Son los pequeños territorios que se pintan de agua y espuma en los lavaderos de piedra. Los que permutan la resistencia en silencio. Los que emanan trinos parecidos a los del cenzontle. Los de las risitas risueñas y los tufos de leña chamuscada.
Los de los pasillos tapizados de prendas coloridas. Allá una falda azul. Una playera del Barcelona FC. Un huipil morado. Por acá un pantalón de mezclilla. Una camisola amarilla de los Steelers. Una prenda de las Chivas. Unos calzones verdes. Un par de calcetines anaranjados.

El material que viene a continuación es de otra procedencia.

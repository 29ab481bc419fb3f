use anyhow::{Context, Result};
use clap::{Args, Parser, Subcommand};
use tracing_subscriber::{fmt, EnvFilter};
use vsr_core::{Config, Evaluation, Hit, IndexSummary, ProjectionKind, QueryEngine, SearchMode};

use std::collections::HashSet;
use std::fs;
use std::io::{self, BufRead, Write};
use std::path::{Path, PathBuf};

#[derive(Parser)]
#[command(name = "indexer")]
#[command(about = "Build vector-space indices over a collection and run top-K retrieval", long_about = None)]
struct Cli {
    #[command(flatten)]
    opts: IndexArgs,
    #[command(subcommand)]
    command: Commands,
}

#[derive(Args)]
struct IndexArgs {
    /// JSON config file used as the base; flags below override it
    #[arg(long, global = true)]
    config: Option<PathBuf>,
    /// Collection file or directory
    #[arg(long, global = true)]
    collection: Option<PathBuf>,
    /// Stopword file, one word per line
    #[arg(long, global = true)]
    stopwords: Option<PathBuf>,
    /// Debug-level tracing unless RUST_LOG is set
    #[arg(long, global = true, default_value_t = false)]
    trace: bool,
    /// Record build and query timings into the evaluation report
    #[arg(long, global = true, default_value_t = false)]
    measure: bool,
    /// Mark the evaluation report for plotting
    #[arg(long, global = true, default_value_t = false)]
    plot: bool,
    /// Number of results per query
    #[arg(long, global = true)]
    results: Option<usize>,
    /// Number of tiers in the tiered index (>= 2)
    #[arg(long, global = true)]
    tiers: Option<usize>,
    /// Random projection signature length in bits
    #[arg(long, global = true)]
    dimensions: Option<usize>,
    /// Where the evaluation report is written
    #[arg(long, global = true)]
    eval_path: Option<PathBuf>,
    /// Leader sample size for the cluster index
    #[arg(long, global = true)]
    leaders: Option<usize>,
    /// Projection matrix components: gaussian or bipolar
    #[arg(long, global = true)]
    projection: Option<ProjectionKind>,
    /// RNG seed for leaders and projection matrix
    #[arg(long, global = true)]
    seed: Option<u64>,
    /// Word vectors in word2vec text format
    #[arg(long, global = true)]
    embeddings: Option<PathBuf>,
    /// Disable stemming
    #[arg(long, global = true, default_value_t = false)]
    no_stem: bool,
}

impl IndexArgs {
    fn to_config(&self) -> Result<Config> {
        let mut config = match &self.config {
            Some(path) => Config::load(path).with_context(|| format!("reading config {}", path.display()))?,
            None => Config::default(),
        };
        if let Some(p) = &self.collection {
            config.collection_path = p.clone();
        }
        if self.stopwords.is_some() {
            config.stopword_path = self.stopwords.clone();
        }
        config.trace |= self.trace;
        config.measure |= self.measure;
        config.plot |= self.plot;
        config.results = self.results.unwrap_or(config.results);
        config.tiers = self.tiers.unwrap_or(config.tiers);
        config.dimensions = self.dimensions.unwrap_or(config.dimensions);
        if let Some(p) = &self.eval_path {
            config.eval_path = p.clone();
        }
        config.leaders = self.leaders.or(config.leaders);
        config.projection = self.projection.unwrap_or(config.projection);
        config.seed = self.seed.or(config.seed);
        if self.embeddings.is_some() {
            config.embedding_path = self.embeddings.clone();
        }
        config.stemming &= !self.no_stem;
        Ok(config)
    }
}

#[derive(Subcommand)]
enum Commands {
    /// Build all indices and print the index summary
    Build,
    /// Run a single query
    Search {
        query: String,
        #[arg(long, default_value = "vanilla")]
        mode: SearchMode,
    },
    /// Read queries from stdin; `:mode <name>` switches mode, `:q` quits
    Repl {
        #[arg(long, default_value = "vanilla")]
        mode: SearchMode,
    },
    /// Time every query of a file under every mode and write the report
    Eval {
        /// One query per line, optionally `label<TAB>query`
        #[arg(long)]
        queries: PathBuf,
    },
}

fn main() -> Result<()> {
    let cli = Cli::parse();
    let config = cli.opts.to_config()?;

    let default_level = if config.trace { "debug" } else { "info" };
    let filter = EnvFilter::try_from_default_env().unwrap_or_else(|_| EnvFilter::new(default_level));
    fmt().with_env_filter(filter).init();

    config.validate()?;
    let eval = match cli.command {
        Commands::Eval { .. } => Evaluation::new(true, config.plot),
        _ => Evaluation::from_config(&config),
    };
    let engine = QueryEngine::from_config(&config, &eval)
        .with_context(|| format!("building indices over {}", config.collection_path.display()))?;

    match cli.command {
        Commands::Build => {
            println!("{}", IndexSummary::of(engine.index()?));
        }
        Commands::Search { query, mode } => {
            let (hits, _) = timed_search(&engine, &eval, &query, config.results, mode, "query")?;
            print_hits(&engine, &hits)?;
        }
        Commands::Repl { mode } => repl(&engine, &eval, config.results, mode)?,
        Commands::Eval { queries } => evaluate(&engine, &eval, &queries, config.results)?,
    }

    if eval.is_enabled() {
        eval.write(&config.eval_path)?;
    }
    Ok(())
}

fn timed_search(
    engine: &QueryEngine,
    eval: &Evaluation,
    query: &str,
    k: usize,
    mode: SearchMode,
    label: &str,
) -> Result<(Vec<Hit>, f64)> {
    let m = eval.start(mode, label);
    let hits = engine.search(query, k, mode)?;
    let seconds = m.stop();
    tracing::info!(%mode, hits = hits.len(), seconds, "search finished");
    Ok((hits, seconds))
}

fn print_hits(engine: &QueryEngine, hits: &[Hit]) -> Result<()> {
    let docs = engine.index()?.documents();
    for (rank, hit) in hits.iter().enumerate() {
        let doc = docs.get(hit.doc_id)?;
        let preview: Vec<&str> = doc.tokens.iter().take(12).map(String::as_str).collect();
        println!("{:>3}. {:<12} {:.4}  {}", rank + 1, doc.external_id, hit.score, preview.join(" "));
    }
    if hits.is_empty() {
        println!("no results");
    }
    Ok(())
}

fn repl(engine: &QueryEngine, eval: &Evaluation, k: usize, mut mode: SearchMode) -> Result<()> {
    println!("[ready] mode {mode}");
    let stdin = io::stdin();
    let mut counter = 0usize;
    loop {
        print!("query ({mode})> ");
        io::stdout().flush()?;
        let mut line = String::new();
        if stdin.lock().read_line(&mut line)? == 0 {
            break;
        }
        let line = line.trim();
        if line == ":q" {
            break;
        }
        if let Some(name) = line.strip_prefix(":mode") {
            match name.trim().parse::<SearchMode>() {
                Ok(m) => mode = m,
                Err(e) => eprintln!("{e}"),
            }
            continue;
        }
        counter += 1;
        let (hits, _) = timed_search(engine, eval, line, k, mode, &format!("repl-{counter}"))?;
        print_hits(engine, &hits)?;
    }
    Ok(())
}

fn evaluate(engine: &QueryEngine, eval: &Evaluation, queries: &Path, k: usize) -> Result<()> {
    let text = fs::read_to_string(queries).with_context(|| format!("reading queries {}", queries.display()))?;
    let queries: Vec<(String, String)> = text
        .lines()
        .map(str::trim)
        .filter(|l| !l.is_empty())
        .enumerate()
        .map(|(i, l)| match l.split_once('\t') {
            Some((label, q)) => (label.to_string(), q.to_string()),
            None => (format!("q{}", i + 1), l.to_string()),
        })
        .collect();

    println!("{:<8} {:>12} {:>14}", "mode", "mean secs", "overlap@k");
    for mode in SearchMode::ALL {
        let mut total = 0.0;
        let mut overlap = 0.0;
        for (label, query) in &queries {
            let (hits, seconds) = timed_search(engine, eval, query, k, mode, label)?;
            let baseline: HashSet<u32> = engine.search(query, k, SearchMode::Vanilla)?.iter().map(|h| h.doc_id).collect();
            if !baseline.is_empty() {
                let shared = hits.iter().filter(|h| baseline.contains(&h.doc_id)).count();
                overlap += shared as f64 / baseline.len() as f64;
            }
            total += seconds;
        }
        let n = queries.len().max(1) as f64;
        println!("{:<8} {:>12.6} {:>14.3}", mode.to_string(), total / n, overlap / n);
    }
    Ok(())
}
#[cfg(test)]
mod tests {
    use super::*;
    use crate::{DeviceCall, RecordingDevice};
    use glam::Vec2;
    use lantern_scene::cube_source;

    fn engine_with_capacity(capacity: u32) -> Engine<RecordingDevice> {
        Engine::new(RecordingDevice::with_capacity(capacity)).unwrap()
    }

    #[test]
    fn budget_comes_from_device_capacity() {
        // floor((224 - 5) / 3)
        assert_eq!(engine_with_capacity(224).max_lights(), 73);
        assert_eq!(engine_with_capacity(14).max_lights(), 3);
    }

    #[test]
    fn degenerate_capacity_still_renders_with_zero_lights() {
        // Capacity 5 leaves no room for lights at all.
        let mut engine = engine_with_capacity(5);
        assert_eq!(engine.max_lights(), 0);
        engine.add_camera(Camera::default());
        engine.create_object(cube_source()).unwrap();
        engine.add_light(Light::directional(Vec3::ONE, 1.0));
        engine.device_mut().clear_calls();

        engine.update(0.016);

        assert_eq!(engine.device_mut().draw_count(), 1);
        assert_eq!(
            engine.device_mut().i32_uniform_values("u_lightCount"),
            vec![0]
        );
    }

    #[test]
    fn cube_frame_issues_one_draw_of_36_vertices() {
        let mut engine = engine_with_capacity(224);
        engine.add_camera(Camera::default());
        engine.create_object(cube_source()).unwrap();
        engine.add_light(Light::directional(Vec3::ONE, 1.0));
        engine.device_mut().clear_calls();

        engine.update(0.016);

        let calls = engine.device_mut().calls().to_vec();
        let draws: Vec<_> = calls
            .iter()
            .filter_map(|c| match c {
                DeviceCall::DrawTriangles { vertex_count } => Some(*vertex_count),
                _ => None,
            })
            .collect();
        // 12 triangles.
        assert_eq!(draws, vec![36]);
        assert_eq!(
            engine.device_mut().i32_uniform_values("u_lightCount"),
            vec![1]
        );
    }

    #[test]
    fn frame_clears_once_per_camera() {
        let mut engine = engine_with_capacity(224);
        engine.add_camera(Camera::default());
        engine.add_camera(Camera::default());
        engine.device_mut().clear_calls();

        engine.update(0.016);

        let clears = engine
            .device_mut()
            .calls()
            .iter()
            .filter(|c| matches!(c, DeviceCall::Clear { color } if *color == CLEAR_COLOR))
            .count();
        assert_eq!(clears, 2);
    }

    #[test]
    fn every_object_draws_against_every_camera() {
        let mut engine = engine_with_capacity(224);
        engine.add_camera(Camera::default());
        engine.add_camera(Camera::default());
        engine.create_object(cube_source()).unwrap();
        engine.create_object(cube_source()).unwrap();
        engine.create_object(cube_source()).unwrap();
        engine.device_mut().clear_calls();

        engine.update(0.016);

        assert_eq!(engine.device_mut().draw_count(), 6);
    }

    #[test]
    fn light_count_is_truncated_to_the_budget() {
        // Capacity 14 yields a budget of 3.
        let mut engine = engine_with_capacity(14);
        engine.add_camera(Camera::default());
        engine.create_object(cube_source()).unwrap();
        for _ in 0..5 {
            engine.add_light(Light::directional(Vec3::ONE, 1.0));
        }
        engine.device_mut().clear_calls();

        engine.update(0.016);

        assert_eq!(
            engine.device_mut().i32_uniform_values("u_lightCount"),
            vec![3]
        );
        // Only the first three registered slots are uploaded.
        let slot_names: Vec<_> = engine
            .device_mut()
            .calls()
            .iter()
            .filter_map(|c| match c {
                DeviceCall::SetUniformVec3 { name, .. } if name.ends_with(".color") => {
                    Some(name.clone())
                }
                _ => None,
            })
            .collect();
        assert_eq!(
            slot_names,
            vec!["u_lights[0].color", "u_lights[1].color", "u_lights[2].color"]
        );
    }

    #[test]
    fn area_lights_upload_zero_direction() {
        let mut engine = engine_with_capacity(224);
        engine.add_camera(Camera::default());
        engine.create_object(cube_source()).unwrap();
        engine.add_light(Light::area(
            Vec3::ONE,
            2.0,
            Vec3::new(0.0, 5.0, 0.0),
            Vec2::new(2.0, 2.0),
        ));
        engine.device_mut().clear_calls();

        engine.update(0.016);

        let dir = engine
            .device_mut()
            .calls()
            .iter()
            .find_map(|c| match c {
                DeviceCall::SetUniformVec3 { name, value, .. }
                    if name == "u_lights[0].direction" =>
                {
                    Some(*value)
                }
                _ => None,
            })
            .unwrap();
        assert_eq!(dir, Vec3::ZERO);
    }

    #[test]
    fn broken_program_skips_only_its_own_draw() {
        let mut engine = engine_with_capacity(224);
        engine.add_camera(Camera::default());

        let broken = GameObject::load(cube_source(), Some(ShaderProgram(999))).unwrap();
        engine.add_object(broken);
        engine.create_object(cube_source()).unwrap();
        engine.device_mut().clear_calls();

        engine.update(0.016);

        // One draw survives; the skipped path still releases state.
        assert_eq!(engine.device_mut().draw_count(), 1);
        let releases = engine
            .device_mut()
            .calls()
            .iter()
            .filter(|c| matches!(c, DeviceCall::ReleaseState))
            .count();
        assert_eq!(releases, 2);
    }

    #[test]
    fn program_resolution_prefers_mesh_then_camera_then_default() {
        let mut engine = engine_with_capacity(224);
        let device = engine.device_mut();
        let camera_program = device
            .create_shader_program(
                &shader::vertex_shader_source(1),
                &shader::fragment_shader_source(1),
            )
            .unwrap();
        let mesh_program = device
            .create_shader_program(
                &shader::vertex_shader_source(1),
                &shader::fragment_shader_source(1),
            )
            .unwrap();

        let mut camera = Camera::default();
        camera.shader_program = Some(camera_program);
        engine.add_camera(camera);

        let with_mesh_program = GameObject::load(cube_source(), Some(mesh_program)).unwrap();
        engine.add_object(with_mesh_program);
        let without = GameObject::load(cube_source(), None).unwrap();
        engine.add_object(without);
        engine.device_mut().clear_calls();

        engine.update(0.016);

        let used: Vec<_> = engine
            .device_mut()
            .calls()
            .iter()
            .filter_map(|c| match c {
                DeviceCall::UseProgram { program } => Some(*program),
                _ => None,
            })
            .collect();
        assert_eq!(used, vec![mesh_program, camera_program]);
    }

    #[test]
    fn state_is_released_after_every_draw() {
        let mut engine = engine_with_capacity(224);
        engine.add_camera(Camera::default());
        engine.create_object(cube_source()).unwrap();
        engine.create_object(cube_source()).unwrap();
        engine.device_mut().clear_calls();

        engine.update(0.016);

        let calls = engine.device_mut().calls();
        let mut open = false;
        for call in calls {
            match call {
                DeviceCall::UseProgram { .. } => open = true,
                DeviceCall::ReleaseState => open = false,
                DeviceCall::DrawTriangles { .. } => assert!(open),
                _ => {}
            }
        }
        assert!(!open);
    }

    #[test]
    fn removal_is_a_noop_for_unknown_ids_and_preserves_order() {
        let mut engine = engine_with_capacity(224);
        let a = engine.add_light(Light::directional(Vec3::X, 1.0));
        let b = engine.add_light(Light::directional(Vec3::Y, 1.0));
        let c = engine.add_light(Light::directional(Vec3::Z, 1.0));

        engine.remove_light(LightId::new());
        assert_eq!(engine.lights().len(), 3);

        engine.remove_light(b);
        let remaining: Vec<_> = engine.lights().iter().map(|l| l.id).collect();
        assert_eq!(remaining, vec![a, c]);
    }

    #[test]
    fn objects_update_before_rendering() {
        let mut engine = engine_with_capacity(224);
        engine.add_camera(Camera::default());
        let id = engine.create_object(cube_source()).unwrap();
        if let Some(obj) = engine.objects_mut().iter_mut().find(|o| o.id == id) {
            obj.body = Some(lantern_scene::GravityBody::default());
        }
        engine.device_mut().clear_calls();

        engine.update(1.0);

        let obj = engine.objects().iter().find(|o| o.id == id).unwrap();
        assert!(obj.transform.position.y < 0.0);
        let expected = obj.transform.model_matrix();
        // The drawn model matrix reflects the post-update transform.
        let drawn = engine
            .device_mut()
            .calls()
            .iter()
            .find_map(|c| match c {
                DeviceCall::SetUniformMat4 { name, value, .. } if name == "u_model" => {
                    Some(*value)
                }
                _ => None,
            })
            .unwrap();
        assert_eq!(drawn, expected);
    }
}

Juan no saldrá hoy a tomar el sol hoy en la banqueta. Ya comenzó a oscurecer. Tal vez estaba muy cansado y decidió dormir todo el día en el diminuto rincón que le corresponde. Tal vez regresó la migraña, la fiebre y las convulsiones.
***
Juan clava la mirada al frente, hacia un horizonte desconocido, hacia el todo y la nada. Desde esos ojos desorbitados teje hilos invisibles hacia otros mundos, hacia dimensiones abstractas y luminosas. Nunca borra la sonrisa acuosa, el gesto inquieto, la mueca transparente.
El muchachito otomí ocupa la piedra porosa de siempre. Es el vigía permanente del campamento. Pocas veces sale de su trance y sólo camina unos pasos hasta el filo de la banqueta. Nunca va más allá.
Regresa a la roca lunar y le da un sorbo al líquido que quita el hambre, que funge como placebo para aliviar las dolencias perpetuas, las que están en la carne, en los huesos y en eso que llaman espíritu.
Juan entra de nuevo en un trance profundo. Los hilachos de baba incandescente no dejan de escurrir de su boca, permanentemente abierta; de sus gruesos labios de obsidiana; de sus dientes desordenados.
Los columpios de saliva escurren hasta unos tobillos desnudos de anciano, triturados por picaduras de insectos, por grietecillas blanquecinas, por costras negruzcas, por sales de un mar imaginario.
***
Emanan vapores taciturnos del cobertizo de casuchas hacinadas. Vahos de guisos neonatos. Tufos de aceites vueltos y vueltos y vueltos y vueltos a hervir. Exhalaciones de nicotina pegajosa e insecticida letal.
Juan de plano hoy ya no sale ni a tomar el sereno. No sale ni siquiera a balancear su sonrisa en los cables del alumbrado público, en las telarañas del portón, en la cuadrícula de las ramas secas.
Juan no saldrá hoy a pedir “unas monedas”, a enchufarse en su trance, a responder con una electrizante alegría que se llama “Juan” cuando le preguntan su nombre.
Juan evitó hoy las sombras de su peor pesadilla. Le sacó la vuelta a la saña del ignorante racista.
Juan prefirió la fiebre, la convulsión, la migraña, a ser insultado, humillado y vejado por su condición de menor de edad, por ser pobre, por ser indígena, por ser desplazado, por ser migrante interno, por tener por problemas de salud mental, por su enfermedad de adicción al alcohol y a las drogas, por tener como lengua materna elhñähñú…
Tal vez eso lo olvide Juan para mañana. Tal vez se anime de nuevo y salga a tomar el sol.